Sunday, August 28, 2005

well... the gasoline speech. everyone has asked me for my opinion. so. angrily. and without any sense of direction or desire to make it coherent. i think outloud to those that listen:

first. im not an economist. nor an accountant. i dont know the pricing strategies, or the specific costs associated, and nor do i know what market principles guide something to be this volitle of a price point in such a short time. but. here is what i do know.

for this week, 22 aug 2005. gas is now at approximately 2.52 per gallon in my area. last year at this time, we paid about 1.83. the year before that, it was about 1.78. if you look at our trendings of the price per gallon, over that time; we see the same basic patterns. gasoline prices generally start to fall till they bottom out in december, then rise till mid spring, then spike over the summer... the only problem is, we didnt really valley out this winter. no. we didnt. the price, for whatever reason, in sep to dec 2004 actually ROSE. then fell to its pre-rise level, before increasing in value again. now, we arent seeing an valley to this years fall slow down either, instead its gone off like a bomb.

were paying 73 cents or so more than last year... about a 140% increase. so. if we were cans of soda, selling at the standard 60 cents per can last year, we are 84 cents now. if we are a gallon of milk last year, we are over 3 dollars this year. so what. well. that 2 liter of soda you get, even at gas station prices is only 1.79... well its just under half the price you pay per gallon of gas. so why do we bitch?

gas went up 18 cents this last week. understandable. a 20% increase in a product over night is pretty uncommon. ha. imagine if that one ounce of gold you have... pure gold mind you, melted and congealed from all the jewlery you own, surged 20% in value this week... at about 450 bucks an ounce, you made a cool 85 dollars. so. gas too. is a valued commodity. anything that can rise that fast, has to be valued preciously. bullshit? i dont think so. look at the gasoline consumption lately. see something wrong? its up. we are actually consuming between 5 adn 15 million barrels of gasoline MORE, than our normal trend. or.. with about 300 million barrels.. its about a 105% of consumption, maybe 110%. so in a perfect world, maybe we could just be even and say, if we rise the demand for a product, the rate increase would match. this is wrong, i know it. but what if. wed be paying a dime more now, rather than 70 cents more. so keep in mind, that the rate of consumption will effect the price. it has to. so now lets figure that we should actually be paying 1.90 per gallon, since we are indeed, demanding more of it. think. what happens to the price of that one bottle of booze you want, when you arent old enough to buy it? its not 20 bucks.. its 25 dollars now. you pay someone else a premium, because you want it. the supply is nil. the price goes up. and either you buy, or you dont. so. the question i want america to answer is... why are we outstripping our growth on gasoline consumption?

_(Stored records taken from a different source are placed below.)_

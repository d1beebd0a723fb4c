use criterion::{black_box, criterion_group, criterion_main, Criterion};

use brickgame::core::{Field, GameCore, SnakeEngine, TetrisEngine};
use brickgame::types::{UserAction, CELL_BLOCK};

fn bench_tetris_tick(c: &mut Criterion) {
    let mut engine = TetrisEngine::new(12345);
    engine.reset();
    engine.begin();

    c.bench_function("tetris_tick", |b| {
        b.iter(|| {
            engine.tick();
            if engine.status().is_terminal() {
                engine.reset();
                engine.begin();
            }
        })
    });
}

fn bench_clear_full_rows(c: &mut Criterion) {
    c.bench_function("clear_4_rows", |b| {
        b.iter(|| {
            let mut field = Field::new();
            for y in 16..20 {
                for x in 0..10 {
                    field.set(x, y, CELL_BLOCK);
                }
            }
            black_box(field.clear_full_rows())
        })
    });
}

fn bench_snake_tick(c: &mut Criterion) {
    let mut engine = SnakeEngine::new(12345);
    engine.begin();
    // Circle forever inside the field instead of hitting a wall.
    let turns = [
        UserAction::Down,
        UserAction::Left,
        UserAction::Up,
        UserAction::Right,
    ];
    let mut i = 0;

    c.bench_function("snake_tick", |b| {
        b.iter(|| {
            engine.handle_action(turns[i % 4], false);
            i += 1;
            engine.tick();
            if engine.status().is_terminal() {
                engine.reset();
                engine.begin();
            }
        })
    });
}

fn bench_snapshot(c: &mut Criterion) {
    let mut engine = TetrisEngine::new(12345);
    engine.reset();
    engine.begin();
    let mut snap = brickgame::core::GameSnapshot::default();

    c.bench_function("write_snapshot", |b| {
        b.iter(|| {
            engine.write_snapshot(black_box(&mut snap));
        })
    });
}

criterion_group!(
    benches,
    bench_tetris_tick,
    bench_clear_full_rows,
    bench_snake_tick,
    bench_snapshot
);
criterion_main!(benches);
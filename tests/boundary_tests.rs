//! Behaviors every game must exhibit through the plugin boundary, checked
//! for both registered games with no game-specific knowledge.

use brickgame::core::{GameFsm, SnakeEngine, TetrisEngine};
use brickgame::highscore::HighScoreStore;
use brickgame::plugin::{GameKind, GamePlugin};
use brickgame::types::{GameStatus, UserAction, CELL_BLOCK, CELL_EMPTY, CELL_ITEM};

fn temp_store(name: &str) -> HighScoreStore {
    let mut path = std::env::temp_dir();
    path.push(format!("brickgame_boundary_{}_{}", name, std::process::id()));
    let _ = std::fs::remove_file(&path);
    HighScoreStore::at_path(path)
}

/// Both games behind the uniform boundary, isolated from the well-known
/// high-score files.
fn all_games(name: &str) -> Vec<(GameKind, Box<dyn GamePlugin>)> {
    vec![
        (
            GameKind::Tetris,
            Box::new(GameFsm::new(TetrisEngine::with_store(
                7,
                temp_store(&format!("tetris_{name}")),
            ))) as Box<dyn GamePlugin>,
        ),
        (
            GameKind::Snake,
            Box::new(GameFsm::new(SnakeEngine::with_store(
                7,
                temp_store(&format!("snake_{name}")),
            ))) as Box<dyn GamePlugin>,
        ),
    ]
}

#[test]
fn ready_games_are_not_terminated() {
    for (kind, game) in all_games("ready") {
        assert!(!game.is_terminated(), "{}", kind.as_str());
        assert!(!game.is_victory(), "{}", kind.as_str());
        let snap = game.query_snapshot();
        assert_eq!(snap.status, GameStatus::Ready);
        assert_eq!(snap.score, 0);
        assert_eq!(snap.level, 1);
    }
}

#[test]
fn query_snapshot_is_idempotent() {
    for (kind, mut game) in all_games("idempotent") {
        game.submit_input(UserAction::Start, false);
        game.advance();
        let a = game.query_snapshot();
        let b = game.query_snapshot();
        assert_eq!(a, b, "{}", kind.as_str());
    }
}

#[test]
fn snapshots_are_detached_copies() {
    for (kind, mut game) in all_games("detached") {
        game.submit_input(UserAction::Start, false);
        let before = game.query_snapshot();
        let kept = before.clone();
        game.advance();
        // The old snapshot is untouched by the tick.
        assert_eq!(before, kept, "{}", kind.as_str());
        assert_ne!(game.query_snapshot().field, kept.field, "{}", kind.as_str());
    }
}

#[test]
fn gameplay_inputs_before_start_are_ignored() {
    for (kind, mut game) in all_games("prestart") {
        let before = game.query_snapshot();
        for action in [
            UserAction::Left,
            UserAction::Right,
            UserAction::Up,
            UserAction::Down,
            UserAction::Action,
        ] {
            game.submit_input(action, false);
        }
        assert_eq!(game.query_snapshot(), before, "{}", kind.as_str());
        assert_eq!(game.query_snapshot().status, GameStatus::Ready);
    }
}

#[test]
fn pause_freezes_the_simulation() {
    for (kind, mut game) in all_games("pause") {
        game.submit_input(UserAction::Start, false);
        game.submit_input(UserAction::Pause, false);
        let frozen = game.query_snapshot();
        assert!(frozen.paused, "{}", kind.as_str());
        assert_eq!(frozen.status, GameStatus::Paused);

        for _ in 0..5 {
            game.advance();
            game.submit_input(UserAction::Left, false);
        }
        assert_eq!(game.query_snapshot(), frozen, "{}", kind.as_str());

        game.submit_input(UserAction::Pause, false);
        assert_eq!(game.query_snapshot().status, GameStatus::Running);
    }
}

#[test]
fn terminate_ends_running_and_paused_games() {
    for (kind, mut game) in all_games("terminate") {
        game.submit_input(UserAction::Start, false);
        game.submit_input(UserAction::Terminate, false);
        assert!(game.is_terminated(), "{}", kind.as_str());
        assert!(!game.is_victory(), "{}", kind.as_str());
    }
}

#[test]
fn start_restarts_a_finished_game_from_scratch() {
    for (kind, mut game) in all_games("restart") {
        game.submit_input(UserAction::Start, false);
        game.advance();
        game.submit_input(UserAction::Terminate, false);
        assert!(game.is_terminated());

        game.submit_input(UserAction::Start, false);
        let snap = game.query_snapshot();
        assert_eq!(snap.status, GameStatus::Running, "{}", kind.as_str());
        assert_eq!(snap.score, 0);
        assert_eq!(snap.level, 1);
        assert!(!game.is_terminated());
    }
}

#[test]
fn advancing_a_terminal_game_changes_nothing() {
    for (kind, mut game) in all_games("terminal_tick") {
        game.submit_input(UserAction::Start, false);
        game.submit_input(UserAction::Terminate, false);
        let end = game.query_snapshot();
        for _ in 0..10 {
            game.advance();
        }
        assert_eq!(game.query_snapshot(), end, "{}", kind.as_str());
    }
}

#[test]
fn speed_is_reported_in_the_legal_range() {
    for (kind, mut game) in all_games("speed") {
        game.submit_input(UserAction::Start, false);
        let snap = game.query_snapshot();
        assert!(
            (1..=600).contains(&snap.speed_ms),
            "{}: {}",
            kind.as_str(),
            snap.speed_ms
        );
    }
}

#[test]
fn synthetic_hold_releases_skip_games_where_action_is_a_tap() {
    // The frontend clears a stale hold before each tick, but only for games
    // that consume holds. Same-seed engines, one ticked plainly and one
    // through that per-tick shape, must stay in lockstep.
    let mut plain: Box<dyn GamePlugin> = Box::new(GameFsm::new(TetrisEngine::with_store(
        99,
        temp_store("shape_plain"),
    )));
    let mut framed: Box<dyn GamePlugin> = Box::new(GameFsm::new(TetrisEngine::with_store(
        99,
        temp_store("shape_framed"),
    )));
    plain.submit_input(UserAction::Start, false);
    framed.submit_input(UserAction::Start, false);

    for _ in 0..15 {
        if GameKind::Tetris.consumes_hold() {
            framed.submit_input(UserAction::Action, false);
        }
        plain.advance();
        framed.advance();
        assert_eq!(plain.query_snapshot().field, framed.query_snapshot().field);
    }
}

#[test]
fn every_snapshot_cell_holds_a_known_code() {
    let inputs = [
        UserAction::Left,
        UserAction::Down,
        UserAction::Right,
        UserAction::Action,
        UserAction::Up,
    ];
    for (kind, mut game) in all_games("cell_codes") {
        game.submit_input(UserAction::Start, false);
        for i in 0..60 {
            game.submit_input(inputs[i % inputs.len()], false);
            game.advance();
            let snap = game.query_snapshot();
            for (y, row) in snap.field.iter().enumerate() {
                for (x, &code) in row.iter().enumerate() {
                    assert!(
                        matches!(code, CELL_EMPTY | CELL_BLOCK | CELL_ITEM),
                        "{}: bad code {} at ({}, {})",
                        kind.as_str(),
                        code,
                        x,
                        y
                    );
                }
            }
            if let Some(preview) = &snap.preview {
                for row in preview {
                    for &code in row {
                        assert!(matches!(code, CELL_EMPTY | CELL_BLOCK));
                    }
                }
            }
        }
    }
}

#[test]
fn registry_creates_every_game() {
    // Uses the well-known score files in the working directory; no inputs
    // are sent, so nothing is written.
    for kind in GameKind::ALL {
        let game = kind.create(1);
        assert_eq!(game.query_snapshot().status, GameStatus::Ready);
    }
}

why? if you want cheap gas. stop buying it. stop using it. the price will plummet. if we, as americans used 85% of the expected volume... the price would dip. it has to. because some refinery is pushing out at 99% capacity, and those lines have a constant flow coming in the pipes. its like produce in that respect then... how much do you pay for bananas? its a sin to pay more than 30 cents per pound.. why? they rot in 3 days. if you wont pay 30 cents for bananas today, tomorrow, they have to be 20 cents. or less. its product that has to go. now sure. you can sit on it. you can keep those bananas on the shelf till its a pile of black pudding. but it wont sell. same with gasoline. gasonline has a shelf life. gasoline goes stale. the only way to back the quantity off, is to slow production a facility, and slow the replunishment from it to stations. thin it out. if you stopped driving, all at once. that gasoline in the lines, now being pumped at 99% capacity is worthless. and dont tell me it wont get noticed. lets fucking say, that each gas station in the US sells oh.. 100 gallons a day. thats it. fewer than 10 cars fuel up. ok? 163,000 gas stations in this country, that collect federal excise tax. say you boycot it on friday. 100 x 163,000 = 16,300,000. you use that much a day. 16.3 million, gallons. at 2.52 per gallon, someone just lost in the neighborhood of 40 million dollars. now. im way off. gas stations in my region take a tanker truck about 2 times per week. thats just shy of 9,000 gallons a pop. if there are 50 gas stations in davenport, id be missing most. so. 50 x 18,000 = 900,000. nearly a million gallons of gasoline per week. at 2.52 per gallon, thats 2.3 million a week were paying out. imagine if you stopped it for a day. but... heres the kicker... all this joyriding you do, at 110% of the gasoline consumption, thats at a clip of 800 grand a week someone is making off your fat ass. just in davenport. just purely speculating with low-ball guesses. now can you see why the gas game is so volitile?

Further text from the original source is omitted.